*The task*. From the entries below, please output exactly the lines starting at the one containing "fn from(value: String)" and ending at the one containing "fn eq(&self, other: &str)", both included.

*Provided material*.
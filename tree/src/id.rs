use std::{
    convert::Infallible,
    fmt::{self, Display},
    str::FromStr,
};

use serde::{Deserialize, Serialize};

#[derive(Debug, Clone, PartialEq, Eq, PartialOrd, Ord, Hash, Serialize, Deserialize)]
#[serde(transparent)]
pub struct NodeId(String);

impl NodeId {
    pub fn new(id: impl Into<String>) -> Self {
        Self(id.into())
    }

    pub fn as_str(&self) -> &str {
        &self.0
    }

    pub fn is_empty(&self) -> bool {
        self.0.is_empty()
    }
}

impl Display for NodeId {
    fn fmt(&self, f: &mut fmt::Formatter<'_>) -> fmt::Result {
        self.0.fmt(f)
    }
}

impl From<String> for NodeId {
    fn from(value: String) -> Self {
        Self(value)
    }
}

impl From<&str> for NodeId {
    fn from(value: &str) -> Self {
        Self(value.to_string())
    }
}

impl FromStr for NodeId {
    type Err = Infallible;

    fn from_str(s: &str) -> Result<Self, Self::Err> {
        Ok(Self(s.to_string()))
    }
}

impl AsRef<str> for NodeId {
    fn as_ref(&self) -> &str {
        &self.0
    }
}

impl PartialEq<str> for NodeId {
    fn eq(&self, other: &str) -> bool {
        self.0 == other
    }
}

impl PartialEq<&str> for NodeId {
    fn eq(&self, other: &&str) -> bool {
        self.0 == *other
    }
}

/// Source of raw tokens for new node ids.
///
/// Tokens only need to be unique within one document; nothing here is
/// cryptographically secure.
pub trait IdSource {
    fn next_token(&mut self) -> String;
}

/// Collision-resistant tokens from [`cuid2`].
#[derive(Debug, Clone, Copy, Default)]
pub struct Cuid2Ids;

impl IdSource for Cuid2Ids {
    fn next_token(&mut self) -> String {
        cuid2::create_id()
    }
}

/// Deterministic `{prefix}{n}` tokens, counting up from 1.
#[derive(Debug, Clone)]
pub struct SequentialIds {
    prefix: String,
    next: u64,
}

impl SequentialIds {
    pub fn new(prefix: impl Into<String>) -> Self {
        Self {
            prefix: prefix.into(),
            next: 1,
        }
    }
}

impl Default for SequentialIds {
    fn default() -> Self {
        Self::new("n")
    }
}

impl IdSource for SequentialIds {
    fn next_token(&mut self) -> String {
        let token = format!("{}{}", self.prefix, self.next);
        self.next += 1;
        token
    }
}

impl<S: IdSource + ?Sized> IdSource for &mut S {
    fn next_token(&mut self) -> String {
        (**self).next_token()
    }
}

impl<S: IdSource + ?Sized> IdSource for Box<S> {
    fn next_token(&mut self) -> String {
        (**self).next_token()
    }
}

/// Draw a node id from `source`, skipping empty tokens.
pub fn random_id<S: IdSource + ?Sized>(source: &mut S) -> NodeId {
    loop {
        let token = source.next_token();
        if !token.is_empty() {
            return NodeId(token);
        }
        tracing::trace!("Id source produced an empty token, retrying");
    }
}

/// Draw a node id from the default [`Cuid2Ids`] source.
pub fn random() -> NodeId {
    random_id(&mut Cuid2Ids)
}

#[cfg(test)]
mod tests {
    use super::*;

    struct Stutter {
        tokens: Vec<&'static str>,
    }

    impl IdSource for Stutter {
        fn next_token(&mut self) -> String {
            self.tokens.remove(0).to_string()
        }
    }

    #[test]
    fn sequential_ids_count_up() {
        let mut ids = SequentialIds::new("g");
        assert_eq!(random_id(&mut ids), "g1");
        assert_eq!(random_id(&mut ids), "g2");
    }

    #[test]
    fn empty_tokens_are_retried() {
        let mut source = Stutter {
            tokens: vec!["", "", "abc"],
        };
        assert_eq!(random_id(&mut source), "abc");
        assert!(source.tokens.is_empty());
    }

    #[test]
    fn cuid2_ids_are_non_empty_and_distinct() {
        let a = random();
        let b = random();
        assert!(!a.is_empty());
        assert_ne!(a, b);
    }

    #[test]
    fn node_id_serializes_as_plain_string() {
        let id = NodeId::new("abc");
        assert_eq!(serde_json::to_string(&id).unwrap(), r#""abc""#);
        let back: NodeId = serde_json::from_str(r#""abc""#).unwrap();
        assert_eq!(back, id);
    }
}
use serde::{Deserialize, Serialize};

/// What [`move_node`](crate::move_node) does when the node cannot be put
/// back: moving after the root, or into an item.
#[derive(Debug, Clone, Copy, PartialEq, Eq, Default, Serialize, Deserialize)]
#[serde(rename_all = "kebab-case")]
pub enum MovePolicy {
    /// Leave the node detached, dropping it from the tree.
    #[default]
    Drop,
    /// Leave the tree as it was.
    Reject,
}

#[derive(Debug, Clone, PartialEq, Eq, Serialize, Deserialize)]
#[serde(default)]
pub struct EditorConfig {
    pub move_policy: MovePolicy,
    /// Relation given to new groups when the caller names none.
    pub default_relation: String,
}

impl Default for EditorConfig {
    fn default() -> Self {
        Self {
            move_policy: MovePolicy::default(),
            default_relation: "and".to_string(),
        }
    }
}
use std::collections::HashSet;

use displaydoc::Display;
use thiserror::Error;

use crate::{id::NodeId, node::Group};

#[derive(Debug, Clone, PartialEq, Eq, Error, Display)]
pub enum ValidateError {
    /// Found a node with an empty id
    EmptyId,
    /// Node id {0} is used more than once
    DuplicateId(NodeId),
}

/// Check a tree built outside the constructors, e.g. one read back from
/// storage, before editing it.
pub fn validate<T>(root: &Group<T>) -> Result<(), ValidateError> {
    let mut seen = HashSet::new();
    for node in root.walk() {
        let id = node.id();
        if id.is_empty() {
            return Err(ValidateError::EmptyId);
        }
        if !seen.insert(id) {
            return Err(ValidateError::DuplicateId(id.clone()));
        }
    }
    Ok(())
}

#[cfg(test)]
mod tests {
    use super::*;
    use crate::node::Node;

    fn parse(j: &str) -> Group<()> {
        serde_json::from_str::<Node<()>>(j)
            .unwrap()
            .into_group()
            .unwrap()
    }

    #[test]
    fn accepts_unique_ids() {
        let root = parse(
            r#"{ "type": "group", "id": "g", "relation": "and", "children": [
                { "type": "item", "id": "a" },
                { "type": "group", "id": "h", "relation": "or" }
            ] }"#,
        );
        assert_eq!(validate(&root), Ok(()));
    }

    #[test]
    fn rejects_duplicate_ids() {
        let root = parse(
            r#"{ "type": "group", "id": "g", "relation": "and", "children": [
                { "type": "group", "id": "h", "relation": "or", "children": [
                    { "type": "item", "id": "g" }
                ] }
            ] }"#,
        );
        assert_eq!(validate(&root), Err(ValidateError::DuplicateId("g".into())));
    }

    #[test]
    fn rejects_empty_ids() {
        let root = parse(r#"{ "type": "group", "id": "", "relation": "and" }"#);
        let err = validate(&root).unwrap_err();
        assert_eq!(err.to_string(), "Found a node with an empty id");
    }
}
//! Copy-on-write structural edits.
//!
//! Every edit clones the whole input tree, resolves its targets inside the
//! clone and changes only the clone. A target that cannot be resolved, or
//! has the wrong kind, leaves the clone as it was; nothing here fails.

use crate::{
    config::{EditorConfig, MovePolicy},
    id::{Cuid2Ids, IdSource, NodeId},
    node::{Group, NewNode, NodeKind, NodeRef},
    outcome::{Edited, NoOp, Outcome},
    path::{NodeMut, detach, group_at_mut, locate, node_at, node_at_mut},
};

/// Writable group fields.
#[derive(Debug, Clone, PartialEq, Eq)]
pub enum GroupField {
    Relation(String),
}

/// Writable item fields.
#[derive(Debug, Clone, PartialEq)]
pub enum ItemField<T> {
    Data(Option<T>),
}

/// Applies edits with an injected id source and a [`MovePolicy`].
#[derive(Debug, Clone, Default)]
pub struct Editor<S = Cuid2Ids> {
    ids: S,
    config: EditorConfig,
}

impl Editor<Cuid2Ids> {
    pub fn new() -> Self {
        Self::default()
    }
}

impl<S> Editor<S>
where
    S: IdSource,
{
    pub fn with_ids(ids: S) -> Self {
        Self {
            ids,
            config: EditorConfig::default(),
        }
    }

    pub fn with_config(mut self, config: EditorConfig) -> Self {
        self.config = config;
        self
    }

    pub fn with_move_policy(mut self, move_policy: MovePolicy) -> Self {
        self.config.move_policy = move_policy;
        self
    }

    pub fn config(&self) -> &EditorConfig {
        &self.config
    }

    /// A fresh root group using the configured default relation.
    pub fn new_root<T>(&mut self) -> Group<T> {
        Group::new(self.config.default_relation.clone(), &mut self.ids)
    }

    /// A [`NewNode::Group`] using the configured default relation.
    pub fn default_group(&self) -> NewNode {
        NewNode::group(self.config.default_relation.clone())
    }

    /// Append a new child to the end of the group `target`.
    #[tracing::instrument(skip_all, fields(%target, kind = %new_node.kind()))]
    pub fn add_node<T>(&mut self, root: &Group<T>, target: &NodeId, new_node: NewNode) -> Edited<T>
    where
        T: Clone,
    {
        let mut tree = root.clone();
        let Some(path) = locate(&tree, target) else {
            return finish(tree, NoOp::NotFound(target.clone()));
        };
        let outcome = match node_at_mut(&mut tree, &path) {
            Some(NodeMut::Group(group)) => {
                group.children.push(new_node.build(&mut self.ids));
                Outcome::Applied
            }
            Some(NodeMut::Item(_)) => kind_mismatch(target, NodeKind::Group, NodeKind::Item),
            None => NoOp::NotFound(target.clone()).into(),
        };
        finish(tree, outcome)
    }

    /// Remove `target` from its parent. The root is never removed.
    #[tracing::instrument(skip_all, fields(%target))]
    pub fn remove_node<T>(&self, root: &Group<T>, target: &NodeId) -> Edited<T>
    where
        T: Clone,
    {
        let mut tree = root.clone();
        let Some(path) = locate(&tree, target) else {
            return finish(tree, NoOp::NotFound(target.clone()));
        };
        if path.is_empty() {
            return finish(tree, NoOp::Root(target.clone()));
        }
        let outcome = match detach(&mut tree, &path) {
            Some(_) => Outcome::Applied,
            None => NoOp::NotFound(target.clone()).into(),
        };
        finish(tree, outcome)
    }

    /// Move `from` to sit right after `target`, or with `as_child` to the
    /// front of the group `target`.
    ///
    /// The root cannot be moved. When the node cannot be reattached (after
    /// the root, into an item, or into its own subtree) the [`MovePolicy`]
    /// decides between dropping it and leaving the tree alone. Under
    /// [`MovePolicy::Drop`], moving a node after itself puts it at the front
    /// of its parent.
    #[tracing::instrument(skip_all, fields(%from, %target, as_child))]
    pub fn move_node<T>(
        &self,
        root: &Group<T>,
        from: &NodeId,
        target: &NodeId,
        as_child: bool,
    ) -> Edited<T>
    where
        T: Clone,
    {
        let mut tree = root.clone();
        let Some(from_path) = locate(&tree, from) else {
            return finish(tree, NoOp::NotFound(from.clone()));
        };
        let Some(target_path) = locate(&tree, target) else {
            return finish(tree, NoOp::NotFound(target.clone()));
        };
        if from_path.is_empty() {
            return finish(tree, NoOp::Root(from.clone()));
        }
        if target_path.starts_with(&from_path) {
            return self.move_into_self(tree, from, target, &from_path, as_child);
        }

        let reattachable = if as_child {
            matches!(node_at(&tree, &target_path), Some(NodeRef::Group(_)))
        } else {
            !target_path.is_empty()
        };
        if !reattachable && self.config.move_policy == MovePolicy::Reject {
            return finish(tree, NoOp::InvalidTarget(target.clone()));
        }

        let Some(moved) = detach(&mut tree, &from_path) else {
            return finish(tree, NoOp::NotFound(from.clone()));
        };
        if !reattachable {
            return finish(tree, Outcome::Detached(from.clone()));
        }

        // Detaching shifts later siblings, so resolve the target again.
        let Some(target_path) = locate(&tree, target) else {
            return finish(tree, Outcome::Detached(from.clone()));
        };
        let slot = if as_child {
            group_at_mut(&mut tree, &target_path).map(|group| (group, 0))
        } else {
            target_path.split_last().and_then(|(&index, parent)| {
                group_at_mut(&mut tree, parent).map(|group| (group, index + 1))
            })
        };
        let Some((group, index)) = slot else {
            return finish(tree, Outcome::Detached(from.clone()));
        };
        group.children.insert(index, moved);
        finish(tree, Outcome::Applied)
    }

    /// `target` is `from` itself or lies inside its subtree.
    fn move_into_self<T>(
        &self,
        mut tree: Group<T>,
        from: &NodeId,
        target: &NodeId,
        from_path: &[usize],
        as_child: bool,
    ) -> Edited<T> {
        if self.config.move_policy == MovePolicy::Reject {
            let cycle = NoOp::Cycle {
                from: from.clone(),
                target: target.clone(),
            };
            return finish(tree, cycle);
        }
        let Some(moved) = detach(&mut tree, from_path) else {
            return finish(tree, NoOp::NotFound(from.clone()));
        };
        // After itself: the anchor left with the node, so it lands first.
        if !as_child && from == target {
            if let Some((_, parent)) = from_path.split_last() {
                if let Some(group) = group_at_mut(&mut tree, parent) {
                    group.children.insert(0, moved);
                    return finish(tree, Outcome::Applied);
                }
            }
        }
        finish(tree, Outcome::Detached(from.clone()))
    }

    #[tracing::instrument(skip_all, fields(%target))]
    pub fn edit_group<T>(&self, root: &Group<T>, target: &NodeId, field: GroupField) -> Edited<T>
    where
        T: Clone,
    {
        let mut tree = root.clone();
        let outcome = match locate(&tree, target).and_then(|path| node_at_mut(&mut tree, &path)) {
            Some(NodeMut::Group(group)) => {
                match field {
                    GroupField::Relation(relation) => group.relation = relation,
                }
                Outcome::Applied
            }
            Some(NodeMut::Item(_)) => kind_mismatch(target, NodeKind::Group, NodeKind::Item),
            None => NoOp::NotFound(target.clone()).into(),
        };
        finish(tree, outcome)
    }

    #[tracing::instrument(skip_all, fields(%target))]
    pub fn edit_item<T>(&self, root: &Group<T>, target: &NodeId, field: ItemField<T>) -> Edited<T>
    where
        T: Clone,
    {
        let mut tree = root.clone();
        let outcome = match locate(&tree, target).and_then(|path| node_at_mut(&mut tree, &path)) {
            Some(NodeMut::Item(item)) => {
                match field {
                    ItemField::Data(data) => item.data = data,
                }
                Outcome::Applied
            }
            Some(NodeMut::Group(_)) => kind_mismatch(target, NodeKind::Item, NodeKind::Group),
            None => NoOp::NotFound(target.clone()).into(),
        };
        finish(tree, outcome)
    }
}

fn kind_mismatch(id: &NodeId, expected: NodeKind, found: NodeKind) -> Outcome {
    NoOp::KindMismatch {
        id: id.clone(),
        expected,
        found,
    }
    .into()
}

fn finish<T>(tree: Group<T>, outcome: impl Into<Outcome>) -> Edited<T> {
    let outcome = outcome.into();
    match &outcome {
        Outcome::Applied => tracing::trace!("Edit applied"),
        other => tracing::debug!(outcome = %other, "Edit did not apply cleanly"),
    }
    Edited { tree, outcome }
}

/// Copy of `root` with a new child appended to the group `target`.
pub fn add_node<T: Clone>(root: &Group<T>, target: &NodeId, new_node: NewNode) -> Group<T> {
    Editor::new().add_node(root, target, new_node).into_tree()
}

/// Copy of `root` without `target`.
pub fn remove_node<T: Clone>(root: &Group<T>, target: &NodeId) -> Group<T> {
    Editor::new().remove_node(root, target).into_tree()
}

/// Copy of `root` with `from` moved; see [`Editor::move_node`].
pub fn move_node<T: Clone>(
    root: &Group<T>,
    from: &NodeId,
    target: &NodeId,
    as_child: bool,
) -> Group<T> {
    Editor::new()
        .move_node(root, from, target, as_child)
        .into_tree()
}

pub fn edit_group<T: Clone>(root: &Group<T>, target: &NodeId, field: GroupField) -> Group<T> {
    Editor::new().edit_group(root, target, field).into_tree()
}

pub fn edit_item<T: Clone>(root: &Group<T>, target: &NodeId, field: ItemField<T>) -> Group<T> {
    Editor::new().edit_item(root, target, field).into_tree()
}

*Task solution*.
    fn from(value: String) -> Self {
        Self(value)
    }
}

impl From<&str> for NodeId {
    fn from(value: &str) -> Self {
        Self(value.to_string())
    }
}

impl FromStr for NodeId {
    type Err = Infallible;

    fn from_str(s: &str) -> Result<Self, Self::Err> {
        Ok(Self(s.to_string()))
    }
}

impl AsRef<str> for NodeId {
    fn as_ref(&self) -> &str {
        &self.0
    }
}

impl PartialEq<str> for NodeId {
    fn eq(&self, other: &str) -> bool {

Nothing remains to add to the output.